• [WHAT TO DO] Your task is to filter the entries and copy every line containing the string "approves".

(Saved entries)
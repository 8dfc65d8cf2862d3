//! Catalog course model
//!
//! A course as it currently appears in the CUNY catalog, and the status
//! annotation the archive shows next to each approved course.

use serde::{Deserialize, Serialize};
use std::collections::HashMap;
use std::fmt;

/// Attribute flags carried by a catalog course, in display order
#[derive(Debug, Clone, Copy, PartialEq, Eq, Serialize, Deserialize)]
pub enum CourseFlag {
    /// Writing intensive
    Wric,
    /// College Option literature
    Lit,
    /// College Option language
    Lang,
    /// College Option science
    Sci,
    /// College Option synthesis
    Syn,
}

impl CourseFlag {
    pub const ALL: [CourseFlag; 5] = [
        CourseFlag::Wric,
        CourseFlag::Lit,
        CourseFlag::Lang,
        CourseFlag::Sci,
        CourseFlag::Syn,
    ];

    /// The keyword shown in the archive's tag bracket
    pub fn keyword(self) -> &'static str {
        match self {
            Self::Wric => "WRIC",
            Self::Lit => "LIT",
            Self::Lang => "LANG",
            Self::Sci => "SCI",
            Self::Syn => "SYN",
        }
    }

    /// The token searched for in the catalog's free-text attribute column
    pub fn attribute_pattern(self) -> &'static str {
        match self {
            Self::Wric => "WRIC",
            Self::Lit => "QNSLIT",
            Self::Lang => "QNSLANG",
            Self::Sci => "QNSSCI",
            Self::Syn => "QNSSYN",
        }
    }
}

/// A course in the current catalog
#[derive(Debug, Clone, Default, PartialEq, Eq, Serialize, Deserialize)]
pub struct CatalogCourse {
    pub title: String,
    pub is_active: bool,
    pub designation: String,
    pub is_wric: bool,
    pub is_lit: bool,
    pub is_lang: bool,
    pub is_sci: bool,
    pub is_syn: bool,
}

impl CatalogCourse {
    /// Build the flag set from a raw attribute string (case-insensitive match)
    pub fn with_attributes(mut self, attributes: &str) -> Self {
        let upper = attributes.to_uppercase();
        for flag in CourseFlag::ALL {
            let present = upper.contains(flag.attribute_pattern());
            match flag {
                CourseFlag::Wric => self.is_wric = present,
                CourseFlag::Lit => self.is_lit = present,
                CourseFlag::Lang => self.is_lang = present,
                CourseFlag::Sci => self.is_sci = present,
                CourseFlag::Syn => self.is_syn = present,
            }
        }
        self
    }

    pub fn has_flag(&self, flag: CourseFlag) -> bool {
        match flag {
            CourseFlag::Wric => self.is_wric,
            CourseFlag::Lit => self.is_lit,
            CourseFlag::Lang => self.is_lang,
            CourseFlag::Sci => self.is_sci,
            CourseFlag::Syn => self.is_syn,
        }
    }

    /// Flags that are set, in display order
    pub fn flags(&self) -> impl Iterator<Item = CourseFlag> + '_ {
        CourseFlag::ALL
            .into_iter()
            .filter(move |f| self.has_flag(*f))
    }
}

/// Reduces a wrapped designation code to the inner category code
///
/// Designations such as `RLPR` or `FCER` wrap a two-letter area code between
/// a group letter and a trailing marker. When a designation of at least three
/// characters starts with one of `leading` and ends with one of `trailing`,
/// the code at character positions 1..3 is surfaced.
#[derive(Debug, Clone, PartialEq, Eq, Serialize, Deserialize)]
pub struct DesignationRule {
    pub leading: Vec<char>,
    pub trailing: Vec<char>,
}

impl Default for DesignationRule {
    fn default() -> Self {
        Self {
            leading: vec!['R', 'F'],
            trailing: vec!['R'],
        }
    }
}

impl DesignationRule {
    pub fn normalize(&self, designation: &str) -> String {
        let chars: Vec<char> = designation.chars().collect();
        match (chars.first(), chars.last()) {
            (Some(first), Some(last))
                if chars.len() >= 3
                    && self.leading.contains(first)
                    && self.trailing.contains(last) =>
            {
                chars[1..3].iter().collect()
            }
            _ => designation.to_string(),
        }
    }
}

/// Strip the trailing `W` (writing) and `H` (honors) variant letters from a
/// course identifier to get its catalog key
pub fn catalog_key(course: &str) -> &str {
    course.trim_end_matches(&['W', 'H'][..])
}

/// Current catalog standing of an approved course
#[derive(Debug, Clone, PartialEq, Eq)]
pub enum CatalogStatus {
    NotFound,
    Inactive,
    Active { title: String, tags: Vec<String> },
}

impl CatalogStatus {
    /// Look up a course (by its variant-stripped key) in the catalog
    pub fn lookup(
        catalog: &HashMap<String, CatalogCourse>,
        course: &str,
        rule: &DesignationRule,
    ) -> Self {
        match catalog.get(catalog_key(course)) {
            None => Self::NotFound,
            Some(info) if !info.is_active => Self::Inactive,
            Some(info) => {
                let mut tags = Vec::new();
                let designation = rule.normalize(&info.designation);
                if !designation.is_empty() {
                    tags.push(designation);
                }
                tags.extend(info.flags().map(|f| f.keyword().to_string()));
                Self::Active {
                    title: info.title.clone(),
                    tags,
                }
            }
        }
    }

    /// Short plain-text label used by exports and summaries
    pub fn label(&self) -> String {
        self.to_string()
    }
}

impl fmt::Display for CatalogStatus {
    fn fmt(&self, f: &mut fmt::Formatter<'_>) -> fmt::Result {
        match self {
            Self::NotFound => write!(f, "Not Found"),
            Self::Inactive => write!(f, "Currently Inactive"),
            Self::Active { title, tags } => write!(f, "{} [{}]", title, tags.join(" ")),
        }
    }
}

...

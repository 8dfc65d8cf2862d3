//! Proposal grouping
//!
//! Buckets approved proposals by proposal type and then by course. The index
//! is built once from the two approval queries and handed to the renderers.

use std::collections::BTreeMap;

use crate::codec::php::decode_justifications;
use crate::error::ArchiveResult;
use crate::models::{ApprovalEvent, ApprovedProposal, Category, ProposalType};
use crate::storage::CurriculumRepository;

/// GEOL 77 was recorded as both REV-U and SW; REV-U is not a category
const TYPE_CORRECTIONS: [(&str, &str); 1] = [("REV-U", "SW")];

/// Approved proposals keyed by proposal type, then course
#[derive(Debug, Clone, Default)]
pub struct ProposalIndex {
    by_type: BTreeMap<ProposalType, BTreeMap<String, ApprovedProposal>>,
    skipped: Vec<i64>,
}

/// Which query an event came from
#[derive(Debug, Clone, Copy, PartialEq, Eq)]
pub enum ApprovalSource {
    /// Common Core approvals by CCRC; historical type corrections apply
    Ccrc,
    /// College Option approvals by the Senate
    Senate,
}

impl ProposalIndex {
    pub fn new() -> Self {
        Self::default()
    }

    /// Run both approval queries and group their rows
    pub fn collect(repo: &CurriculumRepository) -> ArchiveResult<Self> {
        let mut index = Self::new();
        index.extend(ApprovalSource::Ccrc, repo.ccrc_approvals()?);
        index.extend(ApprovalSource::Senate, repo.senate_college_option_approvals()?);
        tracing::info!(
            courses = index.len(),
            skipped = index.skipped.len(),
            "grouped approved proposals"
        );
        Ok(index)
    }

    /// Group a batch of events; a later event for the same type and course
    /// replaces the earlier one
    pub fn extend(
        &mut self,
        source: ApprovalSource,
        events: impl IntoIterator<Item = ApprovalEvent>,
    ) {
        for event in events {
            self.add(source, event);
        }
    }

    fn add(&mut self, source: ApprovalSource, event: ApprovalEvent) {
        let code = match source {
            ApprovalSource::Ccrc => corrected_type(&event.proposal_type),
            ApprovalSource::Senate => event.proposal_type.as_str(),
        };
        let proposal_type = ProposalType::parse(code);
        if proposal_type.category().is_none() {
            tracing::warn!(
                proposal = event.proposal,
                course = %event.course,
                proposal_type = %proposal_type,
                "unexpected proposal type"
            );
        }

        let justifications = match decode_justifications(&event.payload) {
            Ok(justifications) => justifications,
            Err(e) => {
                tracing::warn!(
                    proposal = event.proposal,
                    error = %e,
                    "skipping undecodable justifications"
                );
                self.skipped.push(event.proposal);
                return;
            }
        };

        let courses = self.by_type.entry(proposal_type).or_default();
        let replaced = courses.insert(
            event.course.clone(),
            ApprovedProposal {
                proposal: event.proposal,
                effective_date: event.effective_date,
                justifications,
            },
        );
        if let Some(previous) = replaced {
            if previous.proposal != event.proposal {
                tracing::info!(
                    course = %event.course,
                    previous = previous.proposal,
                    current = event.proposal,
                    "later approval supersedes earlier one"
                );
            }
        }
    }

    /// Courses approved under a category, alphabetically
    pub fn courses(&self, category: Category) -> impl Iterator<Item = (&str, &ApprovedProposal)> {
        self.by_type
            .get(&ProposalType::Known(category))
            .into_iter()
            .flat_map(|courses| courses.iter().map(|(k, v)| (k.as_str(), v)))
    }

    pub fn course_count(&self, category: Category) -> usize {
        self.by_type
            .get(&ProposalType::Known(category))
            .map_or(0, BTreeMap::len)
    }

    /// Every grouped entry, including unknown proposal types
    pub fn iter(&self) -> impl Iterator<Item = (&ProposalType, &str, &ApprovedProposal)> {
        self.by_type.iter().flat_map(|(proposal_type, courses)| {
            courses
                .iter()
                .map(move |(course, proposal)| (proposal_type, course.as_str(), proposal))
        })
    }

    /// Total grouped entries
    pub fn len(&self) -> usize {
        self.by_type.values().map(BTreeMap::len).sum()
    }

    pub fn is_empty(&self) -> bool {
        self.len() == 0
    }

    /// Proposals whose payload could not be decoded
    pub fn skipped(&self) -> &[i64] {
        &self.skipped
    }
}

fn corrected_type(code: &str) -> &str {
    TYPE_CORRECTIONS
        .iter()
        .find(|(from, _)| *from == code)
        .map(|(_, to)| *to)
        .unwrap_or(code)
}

--

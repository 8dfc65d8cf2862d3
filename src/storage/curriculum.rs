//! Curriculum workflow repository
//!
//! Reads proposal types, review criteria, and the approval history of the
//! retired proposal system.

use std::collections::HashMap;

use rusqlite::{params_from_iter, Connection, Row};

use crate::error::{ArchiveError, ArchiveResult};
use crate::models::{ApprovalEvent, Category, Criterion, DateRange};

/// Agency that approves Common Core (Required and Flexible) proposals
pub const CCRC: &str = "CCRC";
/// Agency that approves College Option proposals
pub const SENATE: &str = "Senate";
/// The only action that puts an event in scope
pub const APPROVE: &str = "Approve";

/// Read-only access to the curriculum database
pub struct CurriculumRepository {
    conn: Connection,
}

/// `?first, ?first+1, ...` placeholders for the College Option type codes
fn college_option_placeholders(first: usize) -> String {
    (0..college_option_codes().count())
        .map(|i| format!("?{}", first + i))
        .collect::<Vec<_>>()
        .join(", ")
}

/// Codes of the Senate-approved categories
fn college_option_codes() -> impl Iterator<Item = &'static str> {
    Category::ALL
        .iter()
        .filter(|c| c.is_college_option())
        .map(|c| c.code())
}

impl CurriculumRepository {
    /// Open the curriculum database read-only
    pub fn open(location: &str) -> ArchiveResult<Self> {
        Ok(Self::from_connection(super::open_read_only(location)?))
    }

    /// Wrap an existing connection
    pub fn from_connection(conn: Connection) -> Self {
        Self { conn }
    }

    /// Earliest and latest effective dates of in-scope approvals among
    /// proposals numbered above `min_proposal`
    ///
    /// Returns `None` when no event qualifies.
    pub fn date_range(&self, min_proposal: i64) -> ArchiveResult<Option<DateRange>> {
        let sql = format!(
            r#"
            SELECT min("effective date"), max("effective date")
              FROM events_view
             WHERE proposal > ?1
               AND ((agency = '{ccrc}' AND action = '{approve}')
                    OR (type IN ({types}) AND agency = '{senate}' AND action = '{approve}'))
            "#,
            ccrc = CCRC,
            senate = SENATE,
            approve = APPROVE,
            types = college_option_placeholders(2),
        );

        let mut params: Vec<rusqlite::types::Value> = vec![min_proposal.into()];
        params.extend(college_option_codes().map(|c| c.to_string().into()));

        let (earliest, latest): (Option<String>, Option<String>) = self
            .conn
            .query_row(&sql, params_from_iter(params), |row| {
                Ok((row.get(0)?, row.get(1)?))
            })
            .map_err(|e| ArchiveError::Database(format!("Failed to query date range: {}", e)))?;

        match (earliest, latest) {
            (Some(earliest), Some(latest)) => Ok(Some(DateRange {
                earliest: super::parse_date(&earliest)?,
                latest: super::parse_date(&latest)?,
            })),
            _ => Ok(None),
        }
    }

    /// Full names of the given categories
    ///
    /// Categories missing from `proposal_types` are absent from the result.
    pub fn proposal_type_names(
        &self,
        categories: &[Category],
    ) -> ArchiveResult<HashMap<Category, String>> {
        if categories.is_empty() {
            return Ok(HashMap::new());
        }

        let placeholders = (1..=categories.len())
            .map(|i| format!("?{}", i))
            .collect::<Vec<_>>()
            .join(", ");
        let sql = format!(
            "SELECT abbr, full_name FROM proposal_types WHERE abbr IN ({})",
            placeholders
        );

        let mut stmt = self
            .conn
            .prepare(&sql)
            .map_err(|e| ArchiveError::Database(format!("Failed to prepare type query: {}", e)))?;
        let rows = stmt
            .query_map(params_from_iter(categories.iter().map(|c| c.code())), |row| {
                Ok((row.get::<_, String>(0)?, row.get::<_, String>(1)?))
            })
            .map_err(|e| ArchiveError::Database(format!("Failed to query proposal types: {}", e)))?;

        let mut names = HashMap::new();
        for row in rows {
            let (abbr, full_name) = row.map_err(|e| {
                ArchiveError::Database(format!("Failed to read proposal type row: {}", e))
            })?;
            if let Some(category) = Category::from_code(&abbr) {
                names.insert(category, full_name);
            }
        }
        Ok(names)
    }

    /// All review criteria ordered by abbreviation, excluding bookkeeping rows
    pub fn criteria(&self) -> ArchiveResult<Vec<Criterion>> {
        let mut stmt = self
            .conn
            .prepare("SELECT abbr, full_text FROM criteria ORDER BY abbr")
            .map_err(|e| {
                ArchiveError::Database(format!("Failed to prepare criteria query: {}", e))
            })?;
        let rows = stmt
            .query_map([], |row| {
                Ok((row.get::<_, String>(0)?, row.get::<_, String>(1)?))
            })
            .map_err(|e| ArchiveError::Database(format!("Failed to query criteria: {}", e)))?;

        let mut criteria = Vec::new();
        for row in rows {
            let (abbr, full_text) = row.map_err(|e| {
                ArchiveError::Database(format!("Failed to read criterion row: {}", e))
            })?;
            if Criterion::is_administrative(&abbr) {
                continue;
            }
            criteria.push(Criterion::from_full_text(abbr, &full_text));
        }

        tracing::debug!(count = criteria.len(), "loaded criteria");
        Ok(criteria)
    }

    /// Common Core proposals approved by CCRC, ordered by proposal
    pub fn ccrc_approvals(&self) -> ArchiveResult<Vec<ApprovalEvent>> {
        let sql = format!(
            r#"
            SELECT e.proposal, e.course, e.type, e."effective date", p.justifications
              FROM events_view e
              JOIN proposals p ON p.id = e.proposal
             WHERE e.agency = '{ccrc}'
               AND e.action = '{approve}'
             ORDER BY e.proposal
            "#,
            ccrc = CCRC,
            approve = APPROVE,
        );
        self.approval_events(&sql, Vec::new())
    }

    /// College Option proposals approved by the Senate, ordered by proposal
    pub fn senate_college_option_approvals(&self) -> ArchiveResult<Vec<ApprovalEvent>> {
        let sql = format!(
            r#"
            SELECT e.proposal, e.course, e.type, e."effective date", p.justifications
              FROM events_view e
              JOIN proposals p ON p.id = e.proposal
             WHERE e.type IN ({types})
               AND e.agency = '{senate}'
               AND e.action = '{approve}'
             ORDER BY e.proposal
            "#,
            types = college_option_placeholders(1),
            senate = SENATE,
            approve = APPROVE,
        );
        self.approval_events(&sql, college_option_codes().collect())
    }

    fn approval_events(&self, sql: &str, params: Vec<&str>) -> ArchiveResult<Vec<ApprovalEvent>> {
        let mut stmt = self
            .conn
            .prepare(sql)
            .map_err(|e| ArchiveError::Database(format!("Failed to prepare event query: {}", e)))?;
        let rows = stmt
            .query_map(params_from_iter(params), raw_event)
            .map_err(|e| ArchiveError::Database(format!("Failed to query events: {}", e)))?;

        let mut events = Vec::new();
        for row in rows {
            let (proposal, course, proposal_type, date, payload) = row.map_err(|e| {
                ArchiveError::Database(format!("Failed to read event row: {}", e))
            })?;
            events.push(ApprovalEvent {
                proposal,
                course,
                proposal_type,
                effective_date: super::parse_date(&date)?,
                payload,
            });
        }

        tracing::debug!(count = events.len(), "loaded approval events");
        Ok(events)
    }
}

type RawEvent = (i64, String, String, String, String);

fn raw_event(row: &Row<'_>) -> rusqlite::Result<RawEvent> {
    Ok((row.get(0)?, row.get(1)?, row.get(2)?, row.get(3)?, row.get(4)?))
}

• [SOLVED EXERCISE]
/// Agency that approves Common Core (Required and Flexible) proposals
/// Agency that approves College Option proposals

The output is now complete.